• [About this exercise]:
Where does the word "Some" show up in the records? Copy every line that holds it.
Dataset content Start Marker
//! Metrics middleware for API routes.

use axum::{body::Body, http::Request, middleware::Next, response::Response};
use std::time::Instant;

use crate::metrics::{
    normalize_path, HTTP_REQUESTS_IN_FLIGHT, HTTP_REQUESTS_TOTAL, HTTP_REQUEST_DURATION,
};

/// Metrics middleware that tracks HTTP request duration and counts.
///
/// This middleware records:
/// - Request duration (histogram)
/// - Request count (counter)
/// - Requests in flight (gauge)
pub async fn metrics_middleware(request: Request<Body>, next: Next) -> Response {
    let start = Instant::now();
    let method = request.method().to_string();
    let path = normalize_path(request.uri().path());

    HTTP_REQUESTS_IN_FLIGHT.inc();

    let response = next.run(request).await;

    HTTP_REQUESTS_IN_FLIGHT.dec();

    let duration = start.elapsed().as_secs_f64();
    let status = response.status().as_u16().to_string();

    HTTP_REQUEST_DURATION
        .with_label_values(&[&method, &path, &status])
        .observe(duration);
    HTTP_REQUESTS_TOTAL
        .with_label_values(&[&method, &path, &status])
        .inc();

    response
}
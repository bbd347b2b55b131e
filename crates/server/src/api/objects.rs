//! Object lookup and access URL handlers.

use std::sync::Arc;

use axum::{
    extract::{Path, State},
    http::StatusCode,
    Json,
};
use objdex_core::{metrics::ACCESS_URLS_ISSUED, CatalogEntry, IssuedUrl};
use tracing::{debug, error};

use super::ErrorResponse;
use crate::state::AppState;

type ApiError = (StatusCode, Json<ErrorResponse>);

fn lookup(state: &AppState, id: i64) -> Result<CatalogEntry, ApiError> {
    match state.catalog().get_by_id(id) {
        Ok(Some(entry)) => Ok(entry),
        Ok(None) => Err((
            StatusCode::NOT_FOUND,
            Json(ErrorResponse::new(format!("Object not found: {}", id))),
        )),
        Err(e) => Err((
            StatusCode::INTERNAL_SERVER_ERROR,
            Json(ErrorResponse::new(e.to_string())),
        )),
    }
}

/// GET /api/v1/objects/{id}
pub async fn get_object(
    State(state): State<Arc<AppState>>,
    Path(id): Path<i64>,
) -> Result<Json<CatalogEntry>, ApiError> {
    lookup(&state, id).map(Json)
}

/// GET /api/v1/objects/{id}/url
///
/// Issue a time-limited download URL for a catalogued object.
pub async fn get_object_url(
    State(state): State<Arc<AppState>>,
    Path(id): Path<i64>,
) -> Result<Json<IssuedUrl>, ApiError> {
    let entry = lookup(&state, id)?;
    let issuer = state.url_issuer();

    match issuer.issue(&entry.object_key).await {
        Ok(issued) => {
            ACCESS_URLS_ISSUED.with_label_values(&["success"]).inc();
            debug!("Issued {} URL for object {}", issuer.name(), id);
            Ok(Json(issued))
        }
        Err(e) => {
            ACCESS_URLS_ISSUED.with_label_values(&["failed"]).inc();
            error!("Failed to issue URL for {}: {}", entry.object_key, e);
            Err((
                StatusCode::INTERNAL_SERVER_ERROR,
                Json(ErrorResponse::new(e.to_string())),
            ))
        }
    }
}
//! Mock catalog for testing.

use std::sync::Mutex;

use chrono::{DateTime, Utc};

use crate::catalog::{
    display_name_for, CatalogEntry, CatalogEntrySummary, CatalogError, CatalogStats,
    NewCatalogEntry, ObjectCatalog,
};

#[derive(Debug, Default)]
struct State {
    entries: Vec<CatalogEntry>,
    next_id: i64,
    /// Sizes of successful commits, in order.
    commits: Vec<usize>,
    /// Commit attempts so far (successful or not).
    attempts: usize,
    /// 1-based commit attempt that fails (once).
    fail_on_commit: Option<usize>,
    /// If set, reads fail with this message.
    read_error: Option<String>,
}

/// In-memory implementation of the ObjectCatalog trait.
///
/// Behaves like the SQLite catalog (unique keys, append-only, one timestamp
/// per commit) and additionally:
/// - Records the size of every commit
/// - Fails a chosen commit to simulate a write error
/// - Can be seeded with entries carrying explicit timestamps
#[derive(Debug, Default)]
pub struct MockCatalog {
    state: Mutex<State>,
}

impl MockCatalog {
    /// Create an empty mock catalog.
    pub fn new() -> Self {
        Self::default()
    }

    /// Create a catalog seeded with `(object_key, indexed_at)` entries.
    pub fn with_entries(seed: Vec<(&str, DateTime<Utc>)>) -> Self {
        let catalog = Self::new();
        {
            let mut state = catalog.state.lock().unwrap();
            for (key, indexed_at) in seed {
                state.next_id += 1;
                let id = state.next_id;
                state.entries.push(CatalogEntry {
                    id,
                    display_name: display_name_for(key).to_string(),
                    object_key: key.to_string(),
                    indexed_at,
                });
            }
        }
        catalog
    }

    /// Fail the `attempt`-th commit (1-based, counted from now on the total).
    pub fn fail_on_commit(&self, attempt: usize) {
        self.state.lock().unwrap().fail_on_commit = Some(attempt);
    }

    /// Make every read fail until cleared.
    pub fn set_read_error(&self, message: Option<&str>) {
        self.state.lock().unwrap().read_error = message.map(str::to_string);
    }

    /// Sizes of the successful commits, in order.
    pub fn commits(&self) -> Vec<usize> {
        self.state.lock().unwrap().commits.clone()
    }

    /// Snapshot of all entries in insertion order.
    pub fn entries(&self) -> Vec<CatalogEntry> {
        self.state.lock().unwrap().entries.clone()
    }

    fn check_read(state: &State) -> Result<(), CatalogError> {
        match &state.read_error {
            Some(msg) => Err(CatalogError::Database(msg.clone())),
            None => Ok(()),
        }
    }
}

impl ObjectCatalog for MockCatalog {
    fn most_recently_indexed(&self) -> Result<Option<CatalogEntry>, CatalogError> {
        let state = self.state.lock().unwrap();
        Self::check_read(&state)?;
        Ok(state
            .entries
            .iter()
            .max_by(|a, b| a.indexed_at.cmp(&b.indexed_at).then(a.id.cmp(&b.id)))
            .cloned())
    }

    fn exists_by_key(&self, object_key: &str) -> Result<bool, CatalogError> {
        let state = self.state.lock().unwrap();
        Self::check_read(&state)?;
        Ok(state.entries.iter().any(|e| e.object_key == object_key))
    }

    fn insert_batch(&self, entries: &[NewCatalogEntry]) -> Result<usize, CatalogError> {
        if entries.is_empty() {
            return Ok(0);
        }

        let mut state = self.state.lock().unwrap();
        state.attempts += 1;
        if state.fail_on_commit == Some(state.attempts) {
            state.fail_on_commit = None;
            return Err(CatalogError::Database("simulated commit failure".to_string()));
        }

        let newest = state.entries.iter().map(|e| e.indexed_at).max();
        let indexed_at = newest.map_or_else(Utc::now, |n| n.max(Utc::now()));

        let mut inserted = 0;
        for entry in entries {
            if state.entries.iter().any(|e| e.object_key == entry.object_key) {
                continue;
            }
            state.next_id += 1;
            let id = state.next_id;
            state.entries.push(CatalogEntry {
                id,
                display_name: entry.display_name.clone(),
                object_key: entry.object_key.clone(),
                indexed_at,
            });
            inserted += 1;
        }
        state.commits.push(inserted);

        Ok(inserted)
    }

    fn search_by_name(
        &self,
        query: &str,
        limit: u32,
    ) -> Result<Vec<CatalogEntrySummary>, CatalogError> {
        let state = self.state.lock().unwrap();
        Self::check_read(&state)?;
        let needle = query.to_lowercase();
        Ok(state
            .entries
            .iter()
            .filter(|e| e.display_name.to_lowercase().contains(&needle))
            .take(limit as usize)
            .map(|e| CatalogEntrySummary {
                id: e.id,
                display_name: e.display_name.clone(),
            })
            .collect())
    }

    fn get_by_id(&self, id: i64) -> Result<Option<CatalogEntry>, CatalogError> {
        let state = self.state.lock().unwrap();
        Self::check_read(&state)?;
        Ok(state.entries.iter().find(|e| e.id == id).cloned())
    }

    fn stats(&self) -> Result<CatalogStats, CatalogError> {
        let state = self.state.lock().unwrap();
        Self::check_read(&state)?;
        Ok(CatalogStats {
            total_entries: state.entries.len() as u64,
            oldest_indexed_at: state.entries.iter().map(|e| e.indexed_at).min(),
            newest_indexed_at: state.entries.iter().map(|e| e.indexed_at).max(),
        })
    }
}
//! Prometheus metrics for core components.
//!
//! This module provides metrics for the sync engine (runs, throughput,
//! commits) and for access URL issuance.

use once_cell::sync::Lazy;
use prometheus::{HistogramOpts, HistogramVec, IntCounter, IntCounterVec, Opts};

// =============================================================================
// Sync Metrics
// =============================================================================

/// Sync runs total by result.
pub static SYNC_RUNS: Lazy<IntCounterVec> = Lazy::new(|| {
    IntCounterVec::new(
        Opts::new("objdex_sync_runs_total", "Total sync runs"),
        &["result"], // "success", "listing_error", "store_error"
    )
    .unwrap()
});

/// Sync run duration in seconds.
pub static SYNC_DURATION: Lazy<HistogramVec> = Lazy::new(|| {
    HistogramVec::new(
        HistogramOpts::new("objdex_sync_duration_seconds", "Duration of sync runs").buckets(
            vec![0.1, 0.5, 1.0, 5.0, 15.0, 60.0, 300.0, 900.0, 3600.0],
        ),
        &["result"],
    )
    .unwrap()
});

/// Listing entries examined.
pub static OBJECTS_SCANNED: Lazy<IntCounter> = Lazy::new(|| {
    IntCounter::new(
        "objdex_objects_scanned_total",
        "Total listing entries examined by sync",
    )
    .unwrap()
});

/// Catalog rows inserted.
pub static OBJECTS_INDEXED: Lazy<IntCounter> = Lazy::new(|| {
    IntCounter::new(
        "objdex_objects_indexed_total",
        "Total objects added to the catalog",
    )
    .unwrap()
});

/// Batches committed.
pub static BATCHES_COMMITTED: Lazy<IntCounter> = Lazy::new(|| {
    IntCounter::new(
        "objdex_batches_committed_total",
        "Total catalog batches committed",
    )
    .unwrap()
});

// =============================================================================
// Access URL Metrics
// =============================================================================

/// Access URLs issued by result.
pub static ACCESS_URLS_ISSUED: Lazy<IntCounterVec> = Lazy::new(|| {
    IntCounterVec::new(
        Opts::new("objdex_access_urls_total", "Total access URL requests"),
        &["result"], // "success", "failed"
    )
    .unwrap()
});

// =============================================================================
// Helper functions
// =============================================================================

/// Get all core metrics for registration in a registry.
pub fn all_metrics() -> Vec<Box<dyn prometheus::core::Collector>> {
    vec![
        // Sync
        Box::new(SYNC_RUNS.clone()),
        Box::new(SYNC_DURATION.clone()),
        Box::new(OBJECTS_SCANNED.clone()),
        Box::new(OBJECTS_INDEXED.clone()),
        Box::new(BATCHES_COMMITTED.clone()),
        // Access
        Box::new(ACCESS_URLS_ISSUED.clone()),
    ]
}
Dataset content End Marker
• [Exercise response]:
        Ok(Some(entry)) => Ok(entry),
        self.state.lock().unwrap().fail_on_commit = Some(attempt);
            Some(msg) => Err(CatalogError::Database(msg.clone())),
        if state.fail_on_commit == Some(state.attempts) {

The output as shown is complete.